HOW TO COMPLETE THIS TASK
In the listing below, find the line with "pub struct Options", then repeat exactly every line from the top through that one.

THE DATA
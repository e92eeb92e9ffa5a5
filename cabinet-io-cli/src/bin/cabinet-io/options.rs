use cabinet_io::PixelColor;
use std::path::PathBuf;

/// Talk to arcade cabinet peripherals: the touch slider, the LED board and the JVS I/O board.
#[derive(clap::Parser)]
#[command(version, about)]
pub struct Options {
	#[arg(long, short, action = clap::ArgAction::Count)]
	#[arg(global = true)]
	pub verbose: u8,

	/// The serial port the device is connected to.
	#[arg(long, short)]
	#[arg(global = true)]
	#[cfg_attr(target_os = "windows", arg(default_value = "COM1"))]
	#[cfg_attr(not(target_os = "windows"), arg(default_value = "/dev/ttyUSB0"))]
	pub serial_port: PathBuf,

	/// The timeout for a single response in milliseconds.
	#[arg(long)]
	#[arg(global = true)]
	#[arg(default_value = "3000")]
	pub read_timeout_ms: u64,

	/// The number of handshake attempts before giving up (0 retries forever).
	#[arg(long)]
	#[arg(global = true)]
	pub max_attempts: Option<u32>,

	#[command(subcommand)]
	pub command: Command,
}

#[derive(clap::Subcommand)]
pub enum Command {
	/// Show touch changes reported by the slider.
	Slider {
		/// The LED brightness sent with each exchange.
		#[arg(long)]
		#[arg(default_value = "254")]
		brightness: u8,

		/// The minimum pressure for a key to count as touched.
		#[arg(long)]
		#[arg(default_value = "32")]
		threshold: u8,

		/// The color for touched columns.
		#[arg(long)]
		#[arg(value_name = "RRGGBB")]
		#[arg(default_value = "ffffff")]
		color: Color,

		/// Stop after this many reports.
		#[arg(long)]
		count: Option<usize>,
	},

	/// Show the device information of the slider.
	SliderInfo,

	/// Show the device information of the LED board.
	LedInfo {
		/// The number of LED strips.
		#[arg(long)]
		#[arg(default_value = "6")]
		strips: usize,
	},

	/// Set all LEDs of the LED board to one color.
	LedFill {
		/// The number of LED strips.
		#[arg(long)]
		#[arg(default_value = "6")]
		strips: usize,

		/// The color for the strips.
		#[arg(value_name = "RRGGBB")]
		color: Color,

		/// The color for the air towers (defaults to the strip color).
		#[arg(long)]
		#[arg(value_name = "RRGGBB")]
		air_color: Option<Color>,

		/// The brightness of the strips, from 0.0 to 1.0.
		#[arg(long)]
		#[arg(default_value = "0.6")]
		brightness: f64,

		/// Reverse the even strips instead of the odd strips.
		#[arg(long)]
		inverse_phase: bool,
	},

	/// Turn off all LEDs of the LED board.
	LedClear {
		/// The number of LED strips.
		#[arg(long)]
		#[arg(default_value = "6")]
		strips: usize,
	},

	/// Show switch changes reported by the JVS I/O board.
	JvsSwitches {
		/// The address to assign to the I/O board.
		#[arg(long)]
		#[arg(default_value = "1")]
		node_address: u8,

		/// The number of players to read.
		#[arg(long)]
		#[arg(default_value = "2")]
		players: u8,

		/// The number of switch bytes to read for each player.
		#[arg(long)]
		#[arg(default_value = "2")]
		bytes_per_player: u8,

		/// Stop after this many switch changes.
		#[arg(long)]
		count: Option<usize>,
	},

	/// Write shell completions to a file or to stdout.
	ShellCompletion {
		/// The shell for which to generate completions.
		#[arg(long)]
		shell: clap_complete::Shell,

		/// The file to write the generated completion file to.
		#[arg(long, short)]
		output: Option<PathBuf>,
	},
}

#[derive(Copy, Clone, Debug)]
pub struct Color(pub PixelColor);

impl std::str::FromStr for Color {
	type Err = &'static str;

	fn from_str(data: &str) -> Result<Self, Self::Err> {
		const ERROR: &str = "invalid color: expected six hexadecimal digits, like \"ff8000\"";
		let data = data.strip_prefix('#').unwrap_or(data);
		if data.len() != 6 || !data.is_ascii() {
			return Err(ERROR);
		}
		let channel = |i: usize| u8::from_str_radix(&data[i..i + 2], 16).map_err(|_| ERROR);
		Ok(Self(PixelColor::new(channel(0)?, channel(2)?, channel(4)?)))
	}
}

OUTPUT OF THE TASK
repository e92eeb92e9ffa5a5
filename cabinet-io-cli/src/bin/cabinet-io/options.rs
use cabinet_io::PixelColor;
use std::path::PathBuf;

/// Talk to arcade cabinet peripherals: the touch slider, the LED board and the JVS I/O board.
#[derive(clap::Parser)]
#[command(version, about)]
pub struct Options {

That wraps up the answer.